The packages used in this chapter include:

• rcompanion

The following commands will install these packages if they are not already installed:

if(!require(rcompanion)){install.packages("rcompanion")}

### Introduction

The traditional nonparametric tests presented in this book are primarily rank-based tests. Instead of using the numeric values of the dependent variable, the dependent variable is converted into relative ranks.

For example, imagine we have the heights of eight students in centimeters.

Height = c(110, 132, 137, 139, 140, 142, 142, 145)

names(Height) = letters[1:8]

Height

a b c d e f g h

110 132 137 139 140 142 142 145

rank(Height)

a b c d e f g h

1.0 2.0 3.0 4.0 5.0 6.5 6.5 8.0

*a* has the smallest height and so is ranked 1. *b*
has the next smallest height and so is ranked 2. And so on.

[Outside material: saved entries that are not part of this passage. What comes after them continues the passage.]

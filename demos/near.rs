use std::io::Read;

use nearalloc::{Allocator, Config, DEFAULT_MAX_DISTANCE};

/// Waits until the user presses ENTER.
/// Useful for inspecting `/proc/<pid>/maps` between steps.
fn block_until_enter_pressed() {
  println!("\n>>> Press ENTER to continue...");
  let _ = std::io::stdin().bytes().next();
}

fn patch_site() {}

fn main() {
  env_logger::init();

  let allocator = Allocator::with_config(Config::default().with_chunk_size(16 * 1024));
  let target = patch_site as fn() as usize;

  println!("PID = {}, patch site = {:#x}", std::process::id(), target);
  block_until_enter_pressed();

  // --------------------------------------------------------------------
  // 1) A trampoline within rel32 reach of the patch site.
  // --------------------------------------------------------------------
  let mut first = allocator
    .allocate_near(&[target], 64, DEFAULT_MAX_DISTANCE)
    .expect("no memory near the patch site");
  println!("\n[1] {:?}, distance = {:#x}", first, first.address().abs_diff(target));

  unsafe { first.as_ptr().write_bytes(0xcc, first.size()) };
  println!("[1] Filled with int3, {:?}", allocator.stats());

  block_until_enter_pressed();

  // --------------------------------------------------------------------
  // 2) A second one lands in the same chunk.
  // --------------------------------------------------------------------
  let second = allocator
    .allocate_near(&[target], 64, DEFAULT_MAX_DISTANCE)
    .expect("no memory near the patch site");
  println!("\n[2] {:?}, {:?}", second, allocator.stats());

  block_until_enter_pressed();

  // --------------------------------------------------------------------
  // 3) Free the first one and allocate something smaller: the hole is reused.
  // --------------------------------------------------------------------
  let hole = first.address();
  first.free();

  let third = allocator.allocate(32).expect("allocation failed");
  println!("\n[3] {:?}, reused freed block? {}", third, third.address() == hole);

  block_until_enter_pressed();

  // --------------------------------------------------------------------
  // 4) A window too narrow to hold a page cannot be served.
  // --------------------------------------------------------------------
  match allocator.allocate_near(&[target], 16, 0) {
    Ok(allocation) => println!("\n[4] unexpectedly got {allocation:?}"),
    Err(err) => println!("\n[4] max_distance = 0 -> {err}"),
  }

  println!("\n[5] Dropping everything returns the chunks to the OS.");
}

Note that *f*
and *g* are tied for spots 6 and 7, and so share a rank of 6.5.

Also note that the value of *a* is quite a bit smaller
than the others, but its rank is simply 1. Information about the absolute
height values is lost, and only the relative ranking is retained in the ranks.
That is, if the value of *a* were changed to 100 or 5 or –10, its rank
would remain 1 in this data set.

The advantage of using these rank-based tests is that they don’t make many assumptions about the distribution of the data. Instead, their conclusions are based on the relative ranks of values in the groups being tested.

### Advantages of nonparametric tests

• Most of the traditional nonparametric tests presented in
this section are relatively common, and your audience is relatively likely to
be familiar with them.

• They are appropriate for interval/ratio or, often, ordinal dependent variables.

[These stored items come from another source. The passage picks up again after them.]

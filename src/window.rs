/// The set of addresses that lie within `max_distance` of every desired address.
///
/// Both bounds are inclusive so that a window reaching the top of the address
/// space can still be represented.
#[derive(Debug, Clone, Copy, PartialEq, Eq)]
pub struct Window {
  pub lo: usize,
  pub hi: usize,
}

impl Window {
  pub const UNBOUNDED: Window = Window {
    lo: 0,
    hi: usize::MAX,
  };

  /// Intersects `[d - max_distance, d + max_distance]` over `desired`.
  ///
  /// An empty `desired` yields [`Window::UNBOUNDED`]; disjoint per-address
  /// windows yield `None`.
  pub fn around(
    desired: &[usize],
    max_distance: usize,
  ) -> Option<Window> {
    let mut window = Window::UNBOUNDED;

    for &d in desired {
      window.lo = window.lo.max(d.saturating_sub(max_distance));
      window.hi = window.hi.min(d.saturating_add(max_distance));
    }

    (window.lo <= window.hi).then_some(window)
  }

  pub fn is_unbounded(&self) -> bool {
    *self == Window::UNBOUNDED
  }

  /// Returns `true` if every byte of `[start, start + len)` is inside the window.
  pub fn contains(
    &self,
    start: usize,
    len: usize,
  ) -> bool {
    if len == 0 || start < self.lo {
      return false;
    }

    match start.checked_add(len - 1) {
      Some(last) => last <= self.hi,
      None => false,
    }
  }
}
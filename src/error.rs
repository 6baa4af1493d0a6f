use std::io;

/// Failure reported by a [`VirtualMemory`](crate::VirtualMemory) backend.
#[derive(Debug, thiserror::Error)]
pub enum VmError {
  /// The requested placement is already in use or was not honoured.
  #[error("address {address:#x} is unavailable")]
  Unavailable { address: usize },
  #[error("size overflows the address space")]
  SizeOverflow,
  #[error("virtual memory call failed: {0}")]
  Os(#[from] io::Error),
}

/// The error type returned by [`Allocator::allocate`](crate::Allocator::allocate)
/// and [`Allocator::allocate_near`](crate::Allocator::allocate_near).
#[derive(Debug, thiserror::Error)]
pub enum Error {
  #[error("bad virtual alloc")]
  BadVirtualAlloc(#[source] VmError),
  #[error("no memory in range")]
  NoMemoryInRange,
  #[error("zero-sized allocation")]
  ZeroSize,
}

• Their nonparametric nature makes them appropriate for data that don’t meet the assumptions of parametric analyses. These include data that are skewed, non-normal, contain outliers, or, possibly, are censored. (Censored data is data where there is an upper or lower limit to values. For example, if ages under 5 are reported as “under 5”.)

### Disadvantages of nonparametric tests

• These tests are typically named after their authors, with names like Mann–Whitney, Kruskal–Wallis, and Wilcoxon signed-rank. It may be difficult to remember these names, or to remember which test is used in which situation.

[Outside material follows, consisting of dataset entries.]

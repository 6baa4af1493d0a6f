use std::{io, ops::Range, ptr};

use libc::{MAP_ANONYMOUS, MAP_FAILED, MAP_PRIVATE, PROT_EXEC, PROT_READ, PROT_WRITE, c_int, c_void};

use log::debug;

use crate::error::VmError;

/// The operating system service chunks are carved from.
///
/// Implementations hand out page-aligned, executable-capable regions and take
/// them back. A released region must be immediately reusable.
pub trait VirtualMemory: Send + Sync {
  /// Granularity of reservations, a power of two.
  fn page_size(&self) -> usize;

  /// The span of addresses a reservation may ever be placed in.
  fn address_bounds(&self) -> Range<usize>;

  /// Reserves and commits `size` bytes, exactly at `address` if one is given.
  ///
  /// A placement that is taken or not honoured must be reported as
  /// [`VmError::Unavailable`] so that callers can keep probing; anything else is
  /// treated as a hard failure.
  fn reserve(
    &self,
    address: Option<usize>,
    size: usize,
  ) -> Result<usize, VmError>;

  /// Returns a region obtained from [`reserve`](Self::reserve) to the system.
  ///
  /// # Safety
  ///
  /// `[address, address + size)` must be exactly one region previously returned
  /// by `reserve` on this backend, and nothing may access it afterwards.
  unsafe fn release(
    &self,
    address: usize,
    size: usize,
  ) -> Result<(), VmError>;
}

#[cfg(target_os = "linux")]
const MAP_NOREPLACE: c_int = libc::MAP_FIXED_NOREPLACE;
#[cfg(not(target_os = "linux"))]
const MAP_NOREPLACE: c_int = 0;

const PROT_RWX: c_int = PROT_READ | PROT_WRITE | PROT_EXEC;

// Below the default `vm.mmap_min_addr` nothing can be mapped anyway.
const MIN_ADDRESS: usize = 0x10000;

#[cfg(target_pointer_width = "64")]
const MAX_ADDRESS: usize = 0x7fff_ffff_0000;
#[cfg(not(target_pointer_width = "64"))]
const MAX_ADDRESS: usize = 0xffff_0000;

/// [`VirtualMemory`] backed by anonymous `mmap(2)` mappings.
#[derive(Debug, Clone, Copy)]
pub struct SystemVirtualMemory {
  page_size: usize,
}

impl SystemVirtualMemory {
  pub fn new() -> Self {
    let page_size = unsafe { libc::sysconf(libc::_SC_PAGESIZE) };

    Self {
      page_size: if page_size > 0 { page_size as usize } else { 0x1000 },
    }
  }
}

impl Default for SystemVirtualMemory {
  fn default() -> Self {
    Self::new()
  }
}

impl VirtualMemory for SystemVirtualMemory {
  fn page_size(&self) -> usize {
    self.page_size
  }

  fn address_bounds(&self) -> Range<usize> {
    MIN_ADDRESS..MAX_ADDRESS
  }

  fn reserve(
    &self,
    address: Option<usize>,
    size: usize,
  ) -> Result<usize, VmError> {
    let (hint, flags) = match address {
      Some(address) => (address as *mut c_void, MAP_PRIVATE | MAP_ANONYMOUS | MAP_NOREPLACE),
      None => (ptr::null_mut(), MAP_PRIVATE | MAP_ANONYMOUS),
    };

    let mapped = unsafe { libc::mmap(hint, size, PROT_RWX, flags, -1, 0) };

    if mapped == MAP_FAILED {
      return Err(mmap_error(address, io::Error::last_os_error()));
    }

    let mapped = mapped as usize;

    if let Some(address) = address {
      if mapped != address {
        // The kernel treated the address as a hint and put the mapping elsewhere.
        unsafe { libc::munmap(mapped as *mut c_void, size) };
        return Err(VmError::Unavailable { address });
      }
    }

    Ok(mapped)
  }

  unsafe fn release(
    &self,
    address: usize,
    size: usize,
  ) -> Result<(), VmError> {
    if unsafe { libc::munmap(address as *mut c_void, size) } != 0 {
      return Err(VmError::Os(io::Error::last_os_error()));
    }

    Ok(())
  }
}

/// Classifies a failed `mmap` call.
///
/// `EEXIST` means a hinted range overlaps an existing mapping. `ENOMEM` on a
/// hinted call also covers ranges past the top of the process address space,
/// which is narrower than [`MAX_ADDRESS`] on some kernels, so it stays
/// probeable. An unhinted call has nowhere else to go.
fn mmap_error(
  address: Option<usize>,
  err: io::Error,
) -> VmError {
  match (address, err.raw_os_error()) {
    (Some(address), Some(libc::EEXIST)) => VmError::Unavailable { address },
    (Some(address), Some(libc::ENOMEM)) => {
      debug!("mmap at {address:#x} failed with ENOMEM, treating it as unavailable");
      VmError::Unavailable { address }
    }
    _ => VmError::Os(err),
  }
}

#[cfg(test)]
pub(crate) mod fake {
  use std::{
    collections::BTreeMap,
    io,
    ops::Range,
    sync::{Arc, Mutex},
  };

  use super::VirtualMemory;
  use crate::error::VmError;

  pub const PAGE_SIZE: usize = 0x1000;
  pub const BOUNDS: Range<usize> = 0x10000..0x7fff_ffff_0000;

  const UNHINTED_BASE: usize = 0x5000_0000_0000;

  /// A simulated address space; no memory behind the addresses is ever touched.
  #[derive(Clone, Default)]
  pub struct FakeVirtualMemory {
    state: Arc<Mutex<FakeState>>,
  }

  #[derive(Default)]
  struct FakeState {
    mapped: BTreeMap<usize, usize>,
    occupied: BTreeMap<usize, usize>,
    next_unhinted: usize,
    reservations: usize,
    attempts: usize,
    failing: bool,
  }

  impl FakeState {
    fn overlaps(
      &self,
      start: usize,
      len: usize,
    ) -> bool {
      self
        .mapped
        .iter()
        .chain(self.occupied.iter())
        .any(|(&s, &l)| s < start + len && start < s + l)
    }
  }

  impl FakeVirtualMemory {
    pub fn new() -> Self {
      Self::default()
    }

    /// Marks `[start, start + len)` as mapped by someone else.
    pub fn occupy(
      &self,
      start: usize,
      len: usize,
    ) {
      self.state.lock().unwrap().occupied.insert(start, len);
    }

    pub fn set_failing(
      &self,
      failing: bool,
    ) {
      self.state.lock().unwrap().failing = failing;
    }

    /// Number of successful reservations so far.
    pub fn reservations(&self) -> usize {
      self.state.lock().unwrap().reservations
    }

    /// Number of reservation calls, successful or not.
    pub fn attempts(&self) -> usize {
      self.state.lock().unwrap().attempts
    }

    /// Regions reserved and not yet released, as `(address, size)`.
    pub fn live(&self) -> Vec<(usize, usize)> {
      self.state.lock().unwrap().mapped.iter().map(|(&a, &s)| (a, s)).collect()
    }
  }

  impl VirtualMemory for FakeVirtualMemory {
    fn page_size(&self) -> usize {
      PAGE_SIZE
    }

    fn address_bounds(&self) -> Range<usize> {
      BOUNDS
    }

    fn reserve(
      &self,
      address: Option<usize>,
      size: usize,
    ) -> Result<usize, VmError> {
      let mut state = self.state.lock().unwrap();
      state.attempts += 1;

      if state.failing {
        return Err(VmError::Os(io::Error::other("injected failure")));
      }

      assert_eq!(size % PAGE_SIZE, 0, "unaligned reservation size {size:#x}");

      let address = match address {
        Some(address) => {
          assert_eq!(address % PAGE_SIZE, 0, "unaligned reservation {address:#x}");

          let fits = address >= BOUNDS.start && address.checked_add(size).is_some_and(|end| end <= BOUNDS.end);

          if !fits || state.overlaps(address, size) {
            return Err(VmError::Unavailable { address });
          }

          address
        }
        None => {
          let mut address = state.next_unhinted.max(UNHINTED_BASE);

          while state.overlaps(address, size) {
            address += PAGE_SIZE;
          }

          state.next_unhinted = address + size + PAGE_SIZE;
          address
        }
      };

      state.mapped.insert(address, size);
      state.reservations += 1;
      Ok(address)
    }

    unsafe fn release(
      &self,
      address: usize,
      size: usize,
    ) -> Result<(), VmError> {
      let mut state = self.state.lock().unwrap();

      match state.mapped.remove(&address) {
        Some(mapped) if mapped == size => Ok(()),
        _ => panic!("release of unknown region {address:#x}+{size:#x}"),
      }
    }
  }
}

#[cfg(test)]
mod tests {
  use super::*;

  #[test]
  fn test_mmap_error_classification() {
    let errno = |code| io::Error::from_raw_os_error(code);

    assert!(matches!(
      mmap_error(Some(0x10_0000), errno(libc::EEXIST)),
      VmError::Unavailable { address: 0x10_0000 }
    ));
    assert!(matches!(
      mmap_error(Some(0x10_0000), errno(libc::ENOMEM)),
      VmError::Unavailable { .. }
    ));
    assert!(matches!(mmap_error(Some(0x10_0000), errno(libc::EACCES)), VmError::Os(_)));
    assert!(matches!(mmap_error(Some(0x10_0000), errno(libc::EPERM)), VmError::Os(_)));
    assert!(matches!(mmap_error(None, errno(libc::ENOMEM)), VmError::Os(_)));
  }

  #[test]
  fn test_system_page_size() {
    let vm = SystemVirtualMemory::new();

    assert!(vm.page_size().is_power_of_two());
  }

  #[test]
  fn test_system_reserve_release() {
    let vm = SystemVirtualMemory::new();
    let size = vm.page_size() * 2;

    let address = vm.reserve(None, size).unwrap();
    assert_eq!(address % vm.page_size(), 0);

    unsafe {
      ptr::write_bytes(address as *mut u8, 0xcc, size);
      assert_eq!(*((address + size - 1) as *const u8), 0xcc);
      vm.release(address, size).unwrap();
    }

    // Other tests map concurrently, so the spot may have been reused already.
    match vm.reserve(Some(address), size) {
      Ok(again) => {
        assert_eq!(again, address);
        unsafe { vm.release(again, size).unwrap() };
      }
      Err(err) => assert!(matches!(err, VmError::Unavailable { .. })),
    }
  }

  #[test]
  fn test_system_reserve_taken_address() {
    let vm = SystemVirtualMemory::new();
    let size = vm.page_size();

    let address = vm.reserve(None, size).unwrap();

    assert!(matches!(
      vm.reserve(Some(address), size),
      Err(VmError::Unavailable { address: a }) if a == address
    ));

    unsafe { vm.release(address, size).unwrap() };
  }
}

• Most of the traditional nonparametric tests presented here are limited by the types of experimental designs they can address. They are typically limited to a one-way comparison of independent groups (e.g. Kruskal–Wallis), or to unreplicated complete block design for paired samples (e.g. Friedman).

• There may be more flexible approaches that can cover more complex designs. The aligned ranks transformation is one nonparametric approach. Ordinal regression is appropriate when there is an ordinal dependent variable. Permutation tests may be applicable in some cases.

• Readers are likely to find a lot of contradictory information in different sources about the hypotheses and assumptions of these tests. In particular, authors will often treat the hypotheses of some tests as corresponding to tests of medians, and then list the assumptions of the test as corresponding to these hypotheses. However, if this is not explicitly explained, the result is that different sources list different assumptions that the underlying populations must meet in order for the test to be valid. This creates unnecessary confusion in the mind of students trying to correctly employ these tests.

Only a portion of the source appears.